** Your instructions **
Each record that follows should be transcribed word for word.

== Supplied entries ==

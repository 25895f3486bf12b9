// porygonbot-core/src/auth/session_authenticator.rs
//
// authorize -> validate -> persist -> subscribe, plus the startup replay of
// stored credentials.

use std::sync::Arc;
use tracing::{debug, error, info, warn};

use porygonbot_common::models::{
    AuthorizationEvent, AuthorizationOutcome, CredentialRecord, SubscriptionOutcome,
};
use porygonbot_common::traits::{ChatTransport, CredentialsRepository};
use crate::services::SubscriptionManager;
use crate::Error;

/// Result of replaying stored credentials into the transport at startup.
#[derive(Debug, Clone, Default, PartialEq, Eq)]
pub struct RestoreReport {
    /// Stored tokens that validated as-is.
    pub restored: Vec<String>,
    /// Tokens that had to be refreshed (and were re-persisted).
    pub refreshed: Vec<String>,
    /// `(user_id, reason)` for credentials that are unusable until the user
    /// authorizes again.
    pub failed: Vec<(String, String)>,
}

pub struct SessionAuthenticator {
    transport: Arc<dyn ChatTransport>,
    credentials_repo: Arc<dyn CredentialsRepository>,
    subscriptions: Arc<SubscriptionManager>,
}

impl SessionAuthenticator {
    pub fn new(
        transport: Arc<dyn ChatTransport>,
        credentials_repo: Arc<dyn CredentialsRepository>,
        subscriptions: Arc<SubscriptionManager>,
    ) -> Self {
        Self {
            transport,
            credentials_repo,
            subscriptions,
        }
    }

    /// Handle one authorization.
    ///
    /// A token the platform rejects fails with `Error::Validation` and nothing
    /// is stored. Storage errors propagate. A failed subscription is reported
    /// in the outcome; the credential stays persisted so the next start
    /// retries it.
    pub async fn on_authorized(
        &self,
        event: &AuthorizationEvent,
    ) -> Result<AuthorizationOutcome, Error> {
        let tokens = &event.tokens;
        let identity = self
            .transport
            .add_token(&tokens.access_token, &tokens.refresh_token)
            .await?;

        self.credentials_repo
            .upsert(&identity.user_id, &tokens.access_token, &tokens.refresh_token)
            .await?;
        info!(
            "Stored credentials for user_id={} login={:?}",
            identity.user_id, identity.login
        );

        let claim = event.claimed_user_id.as_deref().filter(|c| !c.is_empty());
        let subscription = match claim {
            None => {
                debug!("Authorization without a claimed user id, not subscribing");
                SubscriptionOutcome::SkippedNoClaim
            }
            Some(_) if identity.user_id == self.transport.bot_id() => {
                debug!("Bot account authorized itself, not subscribing");
                SubscriptionOutcome::SkippedSelf
            }
            Some(claimed) => {
                if claimed != identity.user_id {
                    warn!(
                        "Claimed user_id={} but token belongs to user_id={}; using the latter",
                        claimed, identity.user_id
                    );
                }
                match self.subscriptions.subscribe_one(&identity.user_id).await {
                    Ok(_) => SubscriptionOutcome::Subscribed,
                    Err(e) => {
                        let reason = match e {
                            Error::Subscription(r) => r,
                            other => other.to_string(),
                        };
                        warn!(
                            "Subscription for user_id={} failed: {}",
                            identity.user_id, reason
                        );
                        SubscriptionOutcome::Failed(reason)
                    }
                }
            }
        };

        Ok(AuthorizationOutcome {
            identity,
            subscription,
        })
    }

    /// Load every stored credential into the transport. A token that no
    /// longer validates is refreshed once and the new pair is persisted.
    pub async fn restore(&self, records: &[CredentialRecord]) -> Result<RestoreReport, Error> {
        let mut report = RestoreReport::default();

        for rec in records {
            match self
                .transport
                .add_token(&rec.access_token, &rec.refresh_token)
                .await
            {
                Ok(identity) => {
                    if identity.user_id != rec.user_id {
                        warn!(
                            "Stored token for user_id={} validates as user_id={}",
                            rec.user_id, identity.user_id
                        );
                    }
                    report.restored.push(rec.user_id.clone());
                }
                Err(e) if e.is_validation() => {
                    debug!("Token for user_id={} rejected ({}), refreshing", rec.user_id, e);
                    match self.refresh_and_store(rec).await {
                        Ok(()) => report.refreshed.push(rec.user_id.clone()),
                        Err(e) if e.is_storage() => return Err(e),
                        Err(e) => {
                            warn!("Could not refresh user_id={}: {}", rec.user_id, e);
                            report.failed.push((rec.user_id.clone(), e.to_string()));
                        }
                    }
                }
                Err(e) => {
                    error!("Could not restore user_id={}: {}", rec.user_id, e);
                    report.failed.push((rec.user_id.clone(), e.to_string()));
                }
            }
        }

        info!(
            "Restored {} credential(s), refreshed {}, failed {}",
            report.restored.len(),
            report.refreshed.len(),
            report.failed.len()
        );
        Ok(report)
    }

    async fn refresh_and_store(&self, rec: &CredentialRecord) -> Result<(), Error> {
        let pair = self.transport.refresh_token(&rec.refresh_token).await?;
        let identity = self
            .transport
            .add_token(&pair.access_token, &pair.refresh_token)
            .await?;
        self.credentials_repo
            .upsert(&identity.user_id, &pair.access_token, &pair.refresh_token)
            .await?;
        Ok(())
    }

    /// Persist a pair the transport refreshed on its own.
    pub async fn on_token_refreshed(&self, record: &CredentialRecord) -> Result<(), Error> {
        self.credentials_repo
            .upsert(&record.user_id, &record.access_token, &record.refresh_token)
            .await?;
        debug!("Persisted refreshed token for user_id={}", record.user_id);
        Ok(())
    }
}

===

** Response below **
repository 25895f3486bf12b9
// porygonbot-core/src/auth/session_authenticator.rs
//
// authorize -> validate -> persist -> subscribe, plus the startup replay of
// stored credentials.

use std::sync::Arc;
use tracing::{debug, error, info, warn};

use porygonbot_common::models::{
    AuthorizationEvent, AuthorizationOutcome, CredentialRecord, SubscriptionOutcome,
};
use porygonbot_common::traits::{ChatTransport, CredentialsRepository};
use crate::services::SubscriptionManager;
use crate::Error;

/// Result of replaying stored credentials into the transport at startup.
#[derive(Debug, Clone, Default, PartialEq, Eq)]
pub struct RestoreReport {
    /// Stored tokens that validated as-is.
    pub restored: Vec<String>,
    /// Tokens that had to be refreshed (and were re-persisted).
    pub refreshed: Vec<String>,
    /// `(user_id, reason)` for credentials that are unusable until the user
    /// authorizes again.
    pub failed: Vec<(String, String)>,
}

pub struct SessionAuthenticator {
    transport: Arc<dyn ChatTransport>,
    credentials_repo: Arc<dyn CredentialsRepository>,
    subscriptions: Arc<SubscriptionManager>,
}

impl SessionAuthenticator {
    pub fn new(
        transport: Arc<dyn ChatTransport>,
        credentials_repo: Arc<dyn CredentialsRepository>,
        subscriptions: Arc<SubscriptionManager>,
    ) -> Self {
        Self {
            transport,
            credentials_repo,
            subscriptions,
        }
    }

    /// Handle one authorization.
    ///
    /// A token the platform rejects fails with `Error::Validation` and nothing
    /// is stored. Storage errors propagate. A failed subscription is reported
    /// in the outcome; the credential stays persisted so the next start
    /// retries it.
    pub async fn on_authorized(
        &self,
        event: &AuthorizationEvent,
    ) -> Result<AuthorizationOutcome, Error> {
        let tokens = &event.tokens;
        let identity = self
            .transport
            .add_token(&tokens.access_token, &tokens.refresh_token)
            .await?;

        self.credentials_repo
            .upsert(&identity.user_id, &tokens.access_token, &tokens.refresh_token)
            .await?;
        info!(
            "Stored credentials for user_id={} login={:?}",
            identity.user_id, identity.login
        );

        let claim = event.claimed_user_id.as_deref().filter(|c| !c.is_empty());
        let subscription = match claim {
            None => {
                debug!("Authorization without a claimed user id, not subscribing");
                SubscriptionOutcome::SkippedNoClaim
            }
            Some(_) if identity.user_id == self.transport.bot_id() => {
                debug!("Bot account authorized itself, not subscribing");
                SubscriptionOutcome::SkippedSelf
            }
            Some(claimed) => {
                if claimed != identity.user_id {
                    warn!(
                        "Claimed user_id={} but token belongs to user_id={}; using the latter",
                        claimed, identity.user_id
                    );
                }
                match self.subscriptions.subscribe_one(&identity.user_id).await {
                    Ok(_) => SubscriptionOutcome::Subscribed,
                    Err(e) => {
                        let reason = match e {
                            Error::Subscription(r) => r,
                            other => other.to_string(),
                        };
                        warn!(
                            "Subscription for user_id={} failed: {}",
                            identity.user_id, reason
                        );
                        SubscriptionOutcome::Failed(reason)
                    }
                }
            }
        };

        Ok(AuthorizationOutcome {
            identity,
            subscription,
        })
    }

    /// Load every stored credential into the transport. A token that no
    /// longer validates is refreshed once and the new pair is persisted.
    pub async fn restore(&self, records: &[CredentialRecord]) -> Result<RestoreReport, Error> {
        let mut report = RestoreReport::default();

        for rec in records {
            match self
                .transport
                .add_token(&rec.access_token, &rec.refresh_token)
                .await
            {
                Ok(identity) => {
                    if identity.user_id != rec.user_id {
                        warn!(
                            "Stored token for user_id={} validates as user_id={}",
                            rec.user_id, identity.user_id
                        );
                    }
                    report.restored.push(rec.user_id.clone());
                }
                Err(e) if e.is_validation() => {
                    debug!("Token for user_id={} rejected ({}), refreshing", rec.user_id, e);
                    match self.refresh_and_store(rec).await {
                        Ok(()) => report.refreshed.push(rec.user_id.clone()),
                        Err(e) if e.is_storage() => return Err(e),
                        Err(e) => {
                            warn!("Could not refresh user_id={}: {}", rec.user_id, e);
                            report.failed.push((rec.user_id.clone(), e.to_string()));
                        }
                    }
                }
                Err(e) => {
                    error!("Could not restore user_id={}: {}", rec.user_id, e);
                    report.failed.push((rec.user_id.clone(), e.to_string()));
                }
            }
        }

        info!(
            "Restored {} credential(s), refreshed {}, failed {}",
            report.restored.len(),
            report.refreshed.len(),
            report.failed.len()
        );
        Ok(report)
    }

    async fn refresh_and_store(&self, rec: &CredentialRecord) -> Result<(), Error> {
        let pair = self.transport.refresh_token(&rec.refresh_token).await?;
        let identity = self
            .transport
            .add_token(&pair.access_token, &pair.refresh_token)
            .await?;
        self.credentials_repo
            .upsert(&identity.user_id, &pair.access_token, &pair.refresh_token)
            .await?;
        Ok(())
    }

    /// Persist a pair the transport refreshed on its own.
    pub async fn on_token_refreshed(&self, record: &CredentialRecord) -> Result<(), Error> {
        self.credentials_repo
            .upsert(&record.user_id, &record.access_token, &record.refresh_token)
            .await?;
        debug!("Persisted refreshed token for user_id={}", record.user_id);
        Ok(())
    }
}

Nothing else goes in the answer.